Directions for this task:
Which lines of the entries contain the word "once"? Please list them.

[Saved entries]

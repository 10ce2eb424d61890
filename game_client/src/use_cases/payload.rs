// Payload shapes for inbound events and the helpers handlers use to read positional args.

use crate::domain::{EntityId, PayloadError, Vec2};
use serde::Deserialize;
use serde_json::Value;

#[derive(Debug, Clone, Deserialize)]
#[serde(rename_all = "camelCase")]
pub struct PlayerInfo {
    pub player_id: EntityId,
    pub x: f32,
    pub y: f32,
    #[serde(default)]
    pub rotation: f32,
    #[serde(default)]
    pub missiles: u32,
    #[serde(default)]
    pub max_missiles: u32,
}

impl PlayerInfo {
    pub fn position(&self) -> Vec2 {
        Vec2::new(self.x, self.y)
    }
}

/// Shared shape of `newMissile` and `newComet` payloads.
#[derive(Debug, Clone, Deserialize)]
pub struct BodyInfo {
    pub id: EntityId,
    pub x: f32,
    pub y: f32,
    #[serde(default)]
    pub rotation: f32,
}

impl BodyInfo {
    pub fn position(&self) -> Vec2 {
        Vec2::new(self.x, self.y)
    }
}

#[derive(Debug, Clone, Deserialize)]
#[serde(rename_all = "camelCase")]
pub struct CrosshairInfo {
    pub id: EntityId,
    pub mouse_x: f32,
    pub mouse_y: f32,
}

#[derive(Debug, Clone, Deserialize)]
#[serde(rename_all = "camelCase")]
pub struct PlayerRotation {
    pub player_id: EntityId,
    pub rotation: f32,
}

#[derive(Debug, Clone, Copy, Deserialize)]
pub struct SnapshotPosition {
    pub x: f32,
    pub y: f32,
}

pub fn arg(args: &[Value], index: usize) -> Result<&Value, PayloadError> {
    args.get(index)
        .ok_or(PayloadError::MissingArgument { index })
}

pub fn parse<'a, T>(value: &'a Value, field: &'static str) -> Result<T, PayloadError>
where
    T: Deserialize<'a>,
{
    T::deserialize(value).map_err(|e| PayloadError::invalid(field, e.to_string()))
}

pub fn parse_arg<'a, T>(
    args: &'a [Value],
    index: usize,
    field: &'static str,
) -> Result<T, PayloadError>
where
    T: Deserialize<'a>,
{
    parse(arg(args, index)?, field)
}

/// Accepts `[a, b]` sent either as two args or as one array arg.
pub fn tuple_args(args: &[Value]) -> &[Value] {
    match args {
        [Value::Array(items)] => items,
        _ => args,
    }
}

/// Entries of a keyed map (`{id: entry}`) or of a sparse array; null slots are skipped.
pub fn entries<'a>(
    value: &'a Value,
    field: &'static str,
) -> Result<Vec<(Option<&'a str>, &'a Value)>, PayloadError> {
    match value {
        Value::Object(map) => Ok(map
            .iter()
            .filter(|(_, entry)| !entry.is_null())
            .map(|(key, entry)| (Some(key.as_str()), entry))
            .collect()),
        Value::Array(items) => Ok(items
            .iter()
            .filter(|entry| !entry.is_null())
            .map(|entry| (None, entry))
            .collect()),
        other => Err(PayloadError::invalid(
            field,
            format!("expected map or array, got {other}"),
        )),
    }
}

/// Loose truthiness, matching how the server sends flags (`true`, `1`, `"yes"`).
pub fn truthy(value: Option<&Value>) -> bool {
    match value {
        None | Some(Value::Null) => false,
        Some(Value::Bool(flag)) => *flag,
        Some(Value::Number(n)) => n.as_f64().is_some_and(|n| n != 0.0),
        Some(Value::String(s)) => !s.is_empty(),
        Some(Value::Array(_)) | Some(Value::Object(_)) => true,
    }
}

/// Text form of a passthrough UI value.
pub fn display_value(value: &Value) -> String {
    match value {
        Value::String(text) => text.clone(),
        Value::Null => String::new(),
        other => other.to_string(),
    }
}

#[cfg(test)]
mod tests {
    use super::*;
    use serde_json::json;

    #[test]
    fn when_tuple_is_wrapped_then_it_is_unwrapped() {
        let wrapped = [json!(["c1", 80])];
        let flat = [json!("c1"), json!(80)];
        assert_eq!(tuple_args(&wrapped), &flat[..]);
        assert_eq!(tuple_args(&flat), &flat[..]);
    }

    #[test]
    fn when_array_has_null_slots_then_entries_skip_them() {
        let value = json!([{"id": 1}, null, {"id": 3}]);
        let found = entries(&value, "comets").expect("array is accepted");
        assert_eq!(found.len(), 2);
    }

    #[test]
    fn when_payload_is_scalar_then_entries_fail() {
        assert!(entries(&json!(4), "players").is_err());
    }

    #[test]
    fn when_player_info_lacks_ammo_then_defaults_apply() {
        let info: PlayerInfo =
            parse(&json!({"playerId": "A", "x": 10, "y": 20}), "player").expect("parses");
        assert_eq!(info.player_id, EntityId::from("A"));
        assert_eq!(info.max_missiles, 0);
        assert_eq!(info.position(), Vec2::new(10.0, 20.0));
    }

    #[test]
    fn when_argument_is_missing_then_error_names_its_index() {
        let result: Result<u32, _> = parse_arg(&[json!(1)], 2, "count");
        assert_eq!(result, Err(PayloadError::MissingArgument { index: 2 }));
    }

    #[test]
    fn when_values_are_displayed_then_strings_lose_quotes() {
        assert_eq!(display_value(&json!("3:00")), "3:00");
        assert_eq!(display_value(&json!(250)), "250");
        assert!(truthy(Some(&json!(true))));
        assert!(!truthy(Some(&json!(0))));
        assert!(!truthy(None));
    }
}
// Debug overlay session. Only created when the server acknowledges `enterDebug`.

use crate::domain::{DebugField, Key};
use serde::Deserialize;
use serde_json::Value;

/// Tunable values the server reports when debug mode starts.
#[derive(Debug, Clone, Default, PartialEq, Deserialize)]
#[serde(rename_all = "camelCase", default)]
pub struct DebugBaseline {
    pub regen_speed: Option<Value>,
    pub comet_limit: Option<Value>,
    pub comet_rate: Option<Value>,
    pub comet_health: Option<Value>,
    pub comet_speed: Option<Value>,
}

impl DebugBaseline {
    pub fn value_for(&self, field: DebugField) -> Option<&Value> {
        match field {
            DebugField::RegenSpeed => self.regen_speed.as_ref(),
            DebugField::CometLimit => self.comet_limit.as_ref(),
            DebugField::CometRate => self.comet_rate.as_ref(),
            DebugField::CometHealth => self.comet_health.as_ref(),
            DebugField::CometSpeed => self.comet_speed.as_ref(),
            _ => None,
        }
    }
}

#[derive(Debug, Clone, Copy, PartialEq)]
pub enum DebugAction {
    Select(DebugField),
    Adjust { field: DebugField, delta: Option<i32> },
    Nothing,
}

#[derive(Debug, Clone)]
pub struct DebugSession {
    selected: Option<DebugField>,
    // The `+`/`-` key that already fired; cleared once that key is seen up.
    adjust_latch: Option<Key>,
    baseline: DebugBaseline,
}

impl DebugSession {
    pub fn new(baseline: DebugBaseline) -> Self {
        Self {
            selected: None,
            adjust_latch: None,
            baseline,
        }
    }

    pub fn selected(&self) -> Option<DebugField> {
        self.selected
    }

    pub fn baseline(&self) -> &DebugBaseline {
        &self.baseline
    }

    pub fn is_latched(&self) -> bool {
        self.adjust_latch.is_some()
    }

    /// Handles one raw key-down event.
    pub fn on_key_down(&mut self, key: Key) -> DebugAction {
        match key {
            Key::Digit(digit) => match DebugField::from_digit(digit) {
                Some(field) => {
                    self.selected = Some(field);
                    DebugAction::Select(field)
                }
                None => DebugAction::Nothing,
            },
            Key::Plus | Key::Minus => {
                if self.adjust_latch.is_some() {
                    return DebugAction::Nothing;
                }
                self.adjust_latch = Some(key);

                let Some(field) = self.selected else {
                    return DebugAction::Nothing;
                };
                let sign = if key == Key::Minus { -1 } else { 1 };
                DebugAction::Adjust {
                    field,
                    delta: field.step().map(|step| step * sign),
                }
            }
            Key::Backquote | Key::Other => DebugAction::Nothing,
        }
    }

    /// Clears the latch once the latched key is observed up.
    pub fn observe_held(&mut self, is_held: impl Fn(Key) -> bool) {
        if let Some(key) = self.adjust_latch {
            if !is_held(key) {
                self.adjust_latch = None;
            }
        }
    }
}

#[cfg(test)]
mod tests {
    use super::*;

    #[test]
    fn when_minus_pressed_on_comet_speed_then_delta_is_negative_one() {
        let mut session = DebugSession::new(DebugBaseline::default());

        assert_eq!(
            session.on_key_down(Key::Digit(0)),
            DebugAction::Select(DebugField::CometSpeed)
        );
        assert_eq!(
            session.on_key_down(Key::Minus),
            DebugAction::Adjust {
                field: DebugField::CometSpeed,
                delta: Some(-1)
            }
        );
    }

    #[test]
    fn when_key_repeats_while_held_then_only_first_press_fires() {
        let mut session = DebugSession::new(DebugBaseline::default());
        session.on_key_down(Key::Digit(4));

        assert!(matches!(session.on_key_down(Key::Plus), DebugAction::Adjust { .. }));
        session.observe_held(|key| key == Key::Plus);
        assert_eq!(session.on_key_down(Key::Plus), DebugAction::Nothing);
        assert_eq!(session.on_key_down(Key::Minus), DebugAction::Nothing);

        session.observe_held(|_| false);
        assert_eq!(
            session.on_key_down(Key::Plus),
            DebugAction::Adjust {
                field: DebugField::Credits,
                delta: Some(100)
            }
        );
    }

    #[test]
    fn when_comet_rate_is_raised_then_delta_is_negative() {
        let mut session = DebugSession::new(DebugBaseline::default());
        session.on_key_down(Key::Digit(8));

        assert_eq!(
            session.on_key_down(Key::Plus),
            DebugAction::Adjust {
                field: DebugField::CometRate,
                delta: Some(-500)
            }
        );
    }

    #[test]
    fn when_round_is_adjusted_then_no_delta_is_carried() {
        let mut session = DebugSession::new(DebugBaseline::default());
        session.on_key_down(Key::Digit(1));

        assert_eq!(
            session.on_key_down(Key::Minus),
            DebugAction::Adjust {
                field: DebugField::Round,
                delta: None
            }
        );
    }

    #[test]
    fn when_no_field_selected_then_adjust_latches_but_emits_nothing() {
        let mut session = DebugSession::new(DebugBaseline::default());

        assert_eq!(session.on_key_down(Key::Plus), DebugAction::Nothing);
        assert!(session.is_latched());
    }

    #[test]
    fn when_baseline_is_partial_then_missing_values_are_none() {
        let baseline: DebugBaseline =
            serde_json::from_value(serde_json::json!({"regenSpeed": 3, "cometRate": 2000}))
                .expect("baseline parses");

        assert_eq!(
            baseline.value_for(DebugField::RegenSpeed),
            Some(&serde_json::json!(3))
        );
        assert_eq!(baseline.value_for(DebugField::CometSpeed), None);
        assert_eq!(baseline.value_for(DebugField::Timer), None);
    }
}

Response to this exercise:
    // The `+`/`-` key that already fired; cleared once that key is seen up.
    /// Clears the latch once the latched key is observed up.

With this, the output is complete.